=== WHAT THIS TASK INVOLVES ===
Below are records; copy every line in them that holds the word "None".

=== DATASET RECORDS ===
----
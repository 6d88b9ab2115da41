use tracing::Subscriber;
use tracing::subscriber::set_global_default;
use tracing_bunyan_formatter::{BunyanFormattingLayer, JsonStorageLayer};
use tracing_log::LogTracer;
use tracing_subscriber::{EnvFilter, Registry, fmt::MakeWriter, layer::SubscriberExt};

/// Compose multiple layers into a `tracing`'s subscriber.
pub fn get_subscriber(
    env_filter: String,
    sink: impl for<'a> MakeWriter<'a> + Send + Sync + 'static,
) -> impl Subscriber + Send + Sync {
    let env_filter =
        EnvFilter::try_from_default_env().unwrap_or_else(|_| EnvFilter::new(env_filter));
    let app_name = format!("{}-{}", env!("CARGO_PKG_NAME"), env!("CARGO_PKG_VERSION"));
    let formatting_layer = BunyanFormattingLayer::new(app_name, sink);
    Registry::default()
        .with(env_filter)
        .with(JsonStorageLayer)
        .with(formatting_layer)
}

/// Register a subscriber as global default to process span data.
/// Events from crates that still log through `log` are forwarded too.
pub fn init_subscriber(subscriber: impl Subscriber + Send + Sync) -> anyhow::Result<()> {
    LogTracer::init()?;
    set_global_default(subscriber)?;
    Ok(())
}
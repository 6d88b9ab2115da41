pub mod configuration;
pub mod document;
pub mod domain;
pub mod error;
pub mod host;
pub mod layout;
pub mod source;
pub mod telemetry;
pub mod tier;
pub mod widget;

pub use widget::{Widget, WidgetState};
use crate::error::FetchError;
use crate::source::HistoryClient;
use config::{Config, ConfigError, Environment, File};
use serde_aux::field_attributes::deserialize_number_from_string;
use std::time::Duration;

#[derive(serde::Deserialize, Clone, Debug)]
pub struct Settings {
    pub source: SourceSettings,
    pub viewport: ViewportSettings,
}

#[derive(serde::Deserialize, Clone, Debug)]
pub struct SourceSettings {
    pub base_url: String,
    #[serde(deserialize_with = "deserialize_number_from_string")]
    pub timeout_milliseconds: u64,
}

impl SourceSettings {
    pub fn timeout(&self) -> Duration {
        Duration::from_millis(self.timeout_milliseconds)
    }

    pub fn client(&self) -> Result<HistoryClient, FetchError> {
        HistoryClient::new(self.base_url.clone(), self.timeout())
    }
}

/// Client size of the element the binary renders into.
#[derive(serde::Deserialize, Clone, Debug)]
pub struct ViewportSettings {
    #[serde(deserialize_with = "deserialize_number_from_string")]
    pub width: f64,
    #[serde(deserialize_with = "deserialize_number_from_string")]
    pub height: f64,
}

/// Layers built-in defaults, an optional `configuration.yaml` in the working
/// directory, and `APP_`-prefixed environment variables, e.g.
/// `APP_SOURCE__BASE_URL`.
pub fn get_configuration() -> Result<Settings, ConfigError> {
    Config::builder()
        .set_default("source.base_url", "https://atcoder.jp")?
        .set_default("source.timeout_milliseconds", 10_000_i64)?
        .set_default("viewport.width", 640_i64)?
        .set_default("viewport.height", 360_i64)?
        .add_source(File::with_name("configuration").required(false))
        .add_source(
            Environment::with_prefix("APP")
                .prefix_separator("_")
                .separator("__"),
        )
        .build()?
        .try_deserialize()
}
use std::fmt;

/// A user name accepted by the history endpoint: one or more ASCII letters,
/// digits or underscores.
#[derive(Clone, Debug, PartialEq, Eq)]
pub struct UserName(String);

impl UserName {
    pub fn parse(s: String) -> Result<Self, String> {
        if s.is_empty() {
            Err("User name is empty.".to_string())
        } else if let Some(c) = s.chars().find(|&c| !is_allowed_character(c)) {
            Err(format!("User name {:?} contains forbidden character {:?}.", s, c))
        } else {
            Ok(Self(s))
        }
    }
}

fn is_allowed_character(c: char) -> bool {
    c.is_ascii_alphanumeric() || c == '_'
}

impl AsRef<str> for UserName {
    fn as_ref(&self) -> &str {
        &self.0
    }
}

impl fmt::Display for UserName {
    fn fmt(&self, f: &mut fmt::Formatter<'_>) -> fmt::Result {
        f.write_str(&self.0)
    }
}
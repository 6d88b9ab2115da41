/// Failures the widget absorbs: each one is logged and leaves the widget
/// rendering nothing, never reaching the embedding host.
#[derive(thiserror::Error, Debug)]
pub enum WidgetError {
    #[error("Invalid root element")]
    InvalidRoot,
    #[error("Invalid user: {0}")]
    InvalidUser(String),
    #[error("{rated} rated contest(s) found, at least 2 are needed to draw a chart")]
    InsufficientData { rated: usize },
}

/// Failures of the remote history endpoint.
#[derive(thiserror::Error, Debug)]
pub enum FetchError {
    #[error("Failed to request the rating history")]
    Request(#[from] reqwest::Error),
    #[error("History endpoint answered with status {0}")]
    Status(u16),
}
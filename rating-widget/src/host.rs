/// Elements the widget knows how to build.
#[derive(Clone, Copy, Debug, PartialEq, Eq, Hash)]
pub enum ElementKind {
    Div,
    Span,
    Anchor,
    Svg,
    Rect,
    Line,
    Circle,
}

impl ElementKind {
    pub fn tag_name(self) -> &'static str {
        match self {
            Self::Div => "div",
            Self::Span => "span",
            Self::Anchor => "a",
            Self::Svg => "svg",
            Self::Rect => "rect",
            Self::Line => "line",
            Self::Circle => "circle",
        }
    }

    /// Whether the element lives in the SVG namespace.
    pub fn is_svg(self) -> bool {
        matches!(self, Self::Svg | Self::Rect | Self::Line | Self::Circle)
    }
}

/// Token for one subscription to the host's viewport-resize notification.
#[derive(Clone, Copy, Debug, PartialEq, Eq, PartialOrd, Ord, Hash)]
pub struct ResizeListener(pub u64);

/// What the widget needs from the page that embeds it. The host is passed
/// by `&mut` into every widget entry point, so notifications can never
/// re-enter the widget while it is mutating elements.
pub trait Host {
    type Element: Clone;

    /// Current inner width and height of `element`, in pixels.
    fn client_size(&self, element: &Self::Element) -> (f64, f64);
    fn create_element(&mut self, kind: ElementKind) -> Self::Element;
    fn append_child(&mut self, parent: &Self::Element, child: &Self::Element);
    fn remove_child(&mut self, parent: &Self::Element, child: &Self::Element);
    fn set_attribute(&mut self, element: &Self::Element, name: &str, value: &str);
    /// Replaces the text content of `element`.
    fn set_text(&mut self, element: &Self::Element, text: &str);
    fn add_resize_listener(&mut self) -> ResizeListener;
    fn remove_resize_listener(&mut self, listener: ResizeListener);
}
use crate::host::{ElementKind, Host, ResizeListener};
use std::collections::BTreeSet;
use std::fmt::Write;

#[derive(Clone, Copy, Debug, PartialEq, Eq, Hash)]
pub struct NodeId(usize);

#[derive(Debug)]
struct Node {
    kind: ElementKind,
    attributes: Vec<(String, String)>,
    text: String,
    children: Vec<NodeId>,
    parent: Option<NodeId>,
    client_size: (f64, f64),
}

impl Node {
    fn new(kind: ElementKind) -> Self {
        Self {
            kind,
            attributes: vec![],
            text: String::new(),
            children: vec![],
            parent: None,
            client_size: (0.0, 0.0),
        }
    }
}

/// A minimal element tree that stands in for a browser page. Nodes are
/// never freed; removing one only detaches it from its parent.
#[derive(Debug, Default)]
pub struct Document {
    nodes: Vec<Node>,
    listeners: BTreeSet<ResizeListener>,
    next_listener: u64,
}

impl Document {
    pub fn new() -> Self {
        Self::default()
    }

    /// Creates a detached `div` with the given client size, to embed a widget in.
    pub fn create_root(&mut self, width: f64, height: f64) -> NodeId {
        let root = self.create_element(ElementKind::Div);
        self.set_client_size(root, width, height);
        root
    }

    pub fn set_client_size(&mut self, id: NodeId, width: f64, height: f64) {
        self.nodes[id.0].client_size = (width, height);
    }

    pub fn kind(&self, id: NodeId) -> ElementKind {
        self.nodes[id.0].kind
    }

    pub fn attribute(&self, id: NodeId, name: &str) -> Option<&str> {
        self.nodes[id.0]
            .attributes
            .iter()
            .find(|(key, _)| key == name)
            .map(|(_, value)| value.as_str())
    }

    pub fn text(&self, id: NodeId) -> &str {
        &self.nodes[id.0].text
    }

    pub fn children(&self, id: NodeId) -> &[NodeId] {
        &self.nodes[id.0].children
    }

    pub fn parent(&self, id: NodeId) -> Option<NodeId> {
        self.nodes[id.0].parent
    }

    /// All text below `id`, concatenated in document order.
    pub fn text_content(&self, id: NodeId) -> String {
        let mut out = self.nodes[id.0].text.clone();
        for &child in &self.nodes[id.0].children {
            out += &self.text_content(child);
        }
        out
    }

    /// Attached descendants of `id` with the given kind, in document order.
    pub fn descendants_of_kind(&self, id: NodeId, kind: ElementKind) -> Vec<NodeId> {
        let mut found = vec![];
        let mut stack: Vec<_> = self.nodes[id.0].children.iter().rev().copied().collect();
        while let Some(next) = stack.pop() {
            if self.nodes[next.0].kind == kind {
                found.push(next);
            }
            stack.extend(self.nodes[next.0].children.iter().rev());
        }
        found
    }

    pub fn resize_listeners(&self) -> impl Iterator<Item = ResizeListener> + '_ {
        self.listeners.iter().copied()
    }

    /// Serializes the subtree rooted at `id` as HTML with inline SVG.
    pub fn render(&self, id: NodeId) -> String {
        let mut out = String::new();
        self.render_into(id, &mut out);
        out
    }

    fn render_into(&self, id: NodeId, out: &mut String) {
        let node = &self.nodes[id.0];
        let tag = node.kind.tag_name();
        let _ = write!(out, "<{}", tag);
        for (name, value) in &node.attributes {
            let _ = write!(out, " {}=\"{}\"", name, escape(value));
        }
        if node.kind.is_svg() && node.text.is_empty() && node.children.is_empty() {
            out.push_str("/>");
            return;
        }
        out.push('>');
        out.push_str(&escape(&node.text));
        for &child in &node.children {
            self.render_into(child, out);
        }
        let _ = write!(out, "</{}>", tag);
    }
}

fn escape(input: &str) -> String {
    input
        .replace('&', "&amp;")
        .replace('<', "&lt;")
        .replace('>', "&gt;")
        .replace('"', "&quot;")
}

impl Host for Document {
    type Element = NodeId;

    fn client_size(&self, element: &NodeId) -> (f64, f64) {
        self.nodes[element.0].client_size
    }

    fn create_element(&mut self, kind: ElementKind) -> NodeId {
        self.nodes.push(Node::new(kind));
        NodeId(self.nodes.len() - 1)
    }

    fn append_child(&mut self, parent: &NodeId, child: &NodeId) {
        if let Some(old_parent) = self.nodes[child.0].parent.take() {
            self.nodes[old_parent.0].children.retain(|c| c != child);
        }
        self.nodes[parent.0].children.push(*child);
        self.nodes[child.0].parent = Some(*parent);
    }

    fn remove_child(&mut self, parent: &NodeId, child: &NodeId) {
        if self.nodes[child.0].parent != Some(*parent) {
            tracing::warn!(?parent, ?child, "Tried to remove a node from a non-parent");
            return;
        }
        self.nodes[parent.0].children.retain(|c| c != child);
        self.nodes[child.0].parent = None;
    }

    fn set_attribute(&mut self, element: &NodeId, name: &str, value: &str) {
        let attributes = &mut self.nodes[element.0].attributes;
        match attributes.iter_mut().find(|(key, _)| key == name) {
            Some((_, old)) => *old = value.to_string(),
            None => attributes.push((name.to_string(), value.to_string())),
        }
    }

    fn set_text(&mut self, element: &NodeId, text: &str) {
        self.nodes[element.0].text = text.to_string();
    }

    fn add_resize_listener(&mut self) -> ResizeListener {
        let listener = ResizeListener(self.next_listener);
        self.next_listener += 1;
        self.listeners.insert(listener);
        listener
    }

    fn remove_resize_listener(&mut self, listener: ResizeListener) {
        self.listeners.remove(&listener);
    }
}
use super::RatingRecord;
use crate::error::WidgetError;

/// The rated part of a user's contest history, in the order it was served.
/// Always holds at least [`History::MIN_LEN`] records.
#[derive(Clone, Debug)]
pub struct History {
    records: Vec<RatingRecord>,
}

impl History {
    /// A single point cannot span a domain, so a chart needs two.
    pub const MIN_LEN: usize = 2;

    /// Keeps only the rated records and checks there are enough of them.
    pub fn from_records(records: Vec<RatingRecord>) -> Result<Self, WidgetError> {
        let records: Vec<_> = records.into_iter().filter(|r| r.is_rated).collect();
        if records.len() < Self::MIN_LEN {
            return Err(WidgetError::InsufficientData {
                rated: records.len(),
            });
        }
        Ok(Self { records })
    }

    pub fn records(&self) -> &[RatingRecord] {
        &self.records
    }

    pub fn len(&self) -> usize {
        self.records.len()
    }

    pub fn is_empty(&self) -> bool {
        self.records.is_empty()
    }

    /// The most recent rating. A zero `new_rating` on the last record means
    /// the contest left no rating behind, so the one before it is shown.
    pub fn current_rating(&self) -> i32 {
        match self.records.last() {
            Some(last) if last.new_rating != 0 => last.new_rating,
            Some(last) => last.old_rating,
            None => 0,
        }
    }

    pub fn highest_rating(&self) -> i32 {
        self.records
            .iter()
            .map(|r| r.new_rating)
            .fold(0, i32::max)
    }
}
----
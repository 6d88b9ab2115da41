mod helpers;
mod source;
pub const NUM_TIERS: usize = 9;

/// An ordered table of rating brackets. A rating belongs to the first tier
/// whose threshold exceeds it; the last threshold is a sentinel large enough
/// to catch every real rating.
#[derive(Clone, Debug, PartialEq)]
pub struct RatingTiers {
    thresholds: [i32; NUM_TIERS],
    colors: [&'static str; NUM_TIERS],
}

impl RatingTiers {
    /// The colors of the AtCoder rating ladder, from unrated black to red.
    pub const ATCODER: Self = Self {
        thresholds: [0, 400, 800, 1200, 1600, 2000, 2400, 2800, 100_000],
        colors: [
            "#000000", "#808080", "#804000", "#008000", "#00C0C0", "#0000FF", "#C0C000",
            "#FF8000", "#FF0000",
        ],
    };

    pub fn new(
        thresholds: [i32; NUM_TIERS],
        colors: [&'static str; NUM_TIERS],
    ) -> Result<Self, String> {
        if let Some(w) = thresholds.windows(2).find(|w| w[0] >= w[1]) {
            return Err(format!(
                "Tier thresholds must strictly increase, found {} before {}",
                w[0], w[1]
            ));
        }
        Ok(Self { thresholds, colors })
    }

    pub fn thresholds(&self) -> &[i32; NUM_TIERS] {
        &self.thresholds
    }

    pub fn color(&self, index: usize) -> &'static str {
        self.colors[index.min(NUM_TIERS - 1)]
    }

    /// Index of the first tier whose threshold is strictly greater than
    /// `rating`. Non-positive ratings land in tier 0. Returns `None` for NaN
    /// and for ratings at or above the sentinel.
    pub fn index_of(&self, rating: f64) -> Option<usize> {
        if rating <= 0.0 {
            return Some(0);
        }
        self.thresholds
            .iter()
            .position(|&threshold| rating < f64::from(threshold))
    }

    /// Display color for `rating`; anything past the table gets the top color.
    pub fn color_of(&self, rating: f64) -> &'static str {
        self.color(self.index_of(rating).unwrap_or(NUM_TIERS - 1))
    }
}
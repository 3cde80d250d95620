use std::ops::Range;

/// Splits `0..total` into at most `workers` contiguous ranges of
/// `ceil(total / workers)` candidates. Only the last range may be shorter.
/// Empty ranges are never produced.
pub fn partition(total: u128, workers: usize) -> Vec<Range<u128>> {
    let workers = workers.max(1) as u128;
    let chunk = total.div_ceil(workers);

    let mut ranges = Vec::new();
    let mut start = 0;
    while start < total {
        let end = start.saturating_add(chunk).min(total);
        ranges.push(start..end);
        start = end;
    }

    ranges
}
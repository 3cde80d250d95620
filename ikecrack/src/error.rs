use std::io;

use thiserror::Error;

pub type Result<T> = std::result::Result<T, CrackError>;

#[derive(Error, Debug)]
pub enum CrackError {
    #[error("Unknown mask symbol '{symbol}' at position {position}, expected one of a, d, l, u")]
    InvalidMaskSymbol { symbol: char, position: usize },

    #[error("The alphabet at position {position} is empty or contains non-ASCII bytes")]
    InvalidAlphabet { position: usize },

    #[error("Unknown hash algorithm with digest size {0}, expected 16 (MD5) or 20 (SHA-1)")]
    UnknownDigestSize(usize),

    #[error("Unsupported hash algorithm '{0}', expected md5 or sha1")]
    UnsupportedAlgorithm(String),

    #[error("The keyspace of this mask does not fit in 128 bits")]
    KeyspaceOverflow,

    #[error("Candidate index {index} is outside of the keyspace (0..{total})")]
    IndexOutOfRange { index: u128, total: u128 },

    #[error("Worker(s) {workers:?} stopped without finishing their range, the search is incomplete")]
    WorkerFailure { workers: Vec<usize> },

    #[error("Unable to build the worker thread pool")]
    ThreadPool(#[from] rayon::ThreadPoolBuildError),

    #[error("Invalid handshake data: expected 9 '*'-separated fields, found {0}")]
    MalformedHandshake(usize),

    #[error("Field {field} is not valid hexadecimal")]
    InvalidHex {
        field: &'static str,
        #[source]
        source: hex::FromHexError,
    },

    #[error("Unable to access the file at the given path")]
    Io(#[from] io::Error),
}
----
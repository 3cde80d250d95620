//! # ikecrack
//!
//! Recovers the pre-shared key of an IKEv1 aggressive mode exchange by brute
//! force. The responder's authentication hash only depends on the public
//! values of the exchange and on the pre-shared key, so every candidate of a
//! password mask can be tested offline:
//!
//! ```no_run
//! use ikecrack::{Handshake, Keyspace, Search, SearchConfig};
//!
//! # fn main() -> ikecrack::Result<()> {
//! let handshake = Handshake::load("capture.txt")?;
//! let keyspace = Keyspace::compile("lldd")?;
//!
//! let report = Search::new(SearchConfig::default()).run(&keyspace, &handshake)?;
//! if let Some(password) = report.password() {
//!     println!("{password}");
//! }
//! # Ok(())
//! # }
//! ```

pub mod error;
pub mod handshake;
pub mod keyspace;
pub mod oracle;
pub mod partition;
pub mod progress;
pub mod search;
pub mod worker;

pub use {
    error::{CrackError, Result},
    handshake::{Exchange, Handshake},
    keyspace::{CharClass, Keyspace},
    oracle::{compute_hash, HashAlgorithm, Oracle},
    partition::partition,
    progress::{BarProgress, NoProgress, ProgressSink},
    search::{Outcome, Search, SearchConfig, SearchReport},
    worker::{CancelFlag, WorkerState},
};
----
=== TASK OUTPUT ===
            parent: None,
        self.nodes[child.0].parent = None;
            None => attributes.push((name.to_string(), value.to_string())),
            None => 0,
    /// `rating`. Non-positive ratings land in tier 0. Returns `None` for NaN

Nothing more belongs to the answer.